Saat area publik di masa pembatan sosial berskala besar (PSBB) mengalami penurunan jumlah sampah, rumah sakit, hotel/wisma karantina/isolasi dan rumah tangga justru mengalami kenaikan volume timbunan sampah terutama sampah/limbah medis.
"Banyak masyarakat yang memakai masker medis atau masker sekali pakai dari rumah sendiri, tanpa mengetahui bagaimana cara menanganinya," tutur Fitri Aryani.

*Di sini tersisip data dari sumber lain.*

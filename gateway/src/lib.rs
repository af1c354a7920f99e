//! FXQL Gateway
//!
//! Accepts FXQL statement batches, admits them against per-caller rate
//! limits, replays idempotent retries and hands validated entries to
//! persistence.

pub mod admission;
pub mod audit;
pub mod config;
pub mod idempotency;
pub mod metrics;
pub mod pipeline;
pub mod rate_counter;
pub mod redis_counter;
pub mod service;
pub mod state;
pub mod stdio;

pub use config::GatewayConfig;
pub use rate_counter::{CounterError, CounterHit, CounterMode, RateCounterStore, RemoteCounter};
pub use service::FxqlService;
pub use state::ServiceState;
//! Service state definitions.

/// Service operational state.
#[derive(Debug, Clone, Copy, PartialEq, Eq)]
pub enum ServiceState {
    /// Service is built but not yet started.
    Starting,
    /// Service is running and accepting requests.
    Running,
    /// Service is shutting down, not accepting new requests.
    ShuttingDown,
    /// Service is stopped.
    Stopped,
}

impl ServiceState {
    /// Check if the service is accepting new requests.
    pub fn accepts_requests(&self) -> bool {
        matches!(self, ServiceState::Running)
    }

    /// Check if the service is in a terminal state.
    pub fn is_terminal(&self) -> bool {
        matches!(self, ServiceState::Stopped)
    }
}

#[cfg(test)]
mod tests {
    use super::*;

    #[test]
    fn test_only_running_accepts_requests() {
        assert!(ServiceState::Running.accepts_requests());
        assert!(!ServiceState::Starting.accepts_requests());
        assert!(!ServiceState::ShuttingDown.accepts_requests());
        assert!(ServiceState::Stopped.is_terminal());
    }
}
//! Rule set error types.

use rust_decimal::Decimal;
use thiserror::Error;

/// Reasons a rule set cannot be used.
#[derive(Debug, Clone, PartialEq, Eq, Error)]
pub enum RuleSetError {
    /// No currency codes configured.
    #[error("Valid currency code set is empty")]
    EmptyCurrencySet,

    /// A configured code is not three uppercase letters.
    #[error("Malformed currency code in rule set: {0:?}")]
    MalformedCurrencyCode(String),

    /// Price bounds are negative or inverted.
    #[error("Invalid price bounds: min {min}, max {max}")]
    InvalidPriceBounds { min: Decimal, max: Decimal },

    /// Cap bounds are inverted.
    #[error("Invalid cap bounds: min {min}, max {max}")]
    InvalidCapBounds { min: u64, max: u64 },

    /// A request would never be allowed to carry any statement.
    #[error("Maximum entries per request must be positive")]
    ZeroMaxEntries,
}

/// Result type for rule set construction.
pub type RuleSetResult<T> = Result<T, RuleSetError>;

Fitri menjelaskan itu saat mengikuti Webinar bertajuk Penanganan dan Pengolahan Sampah/Limbah Medis di Masa Pandemi Covid-19 yang digelar BSN LPBINU bekerja sama dengan Radesa Institute dan WFD The Conservatives, Jumat (22/1/2020) dengan moderator Billy Ariez dari Radesa Institute.
Permasalahan sampah dikatakannya tidak hanya terkait dampak kesehatan lingkungan atau udara, namun dapat juga berdampak menjadi faktor penyebab bencana dan dampak perubahan iklim.
Adapun persoalan mendasar pengelolaan sampah, kata dia, di antaranya rendahnya kapasitas pemerintah daerah, rendahnya kepedulian publik, tren komposisi sampah naik, penegakan hukum, serta peran dan tanggung jawab produsen.
"Kurangnya pengetahuan dan kesadaran menyebabkan rendahnya kepedulian publik terkait sampah, pemilahan dan pengelolaannya," tuturnya.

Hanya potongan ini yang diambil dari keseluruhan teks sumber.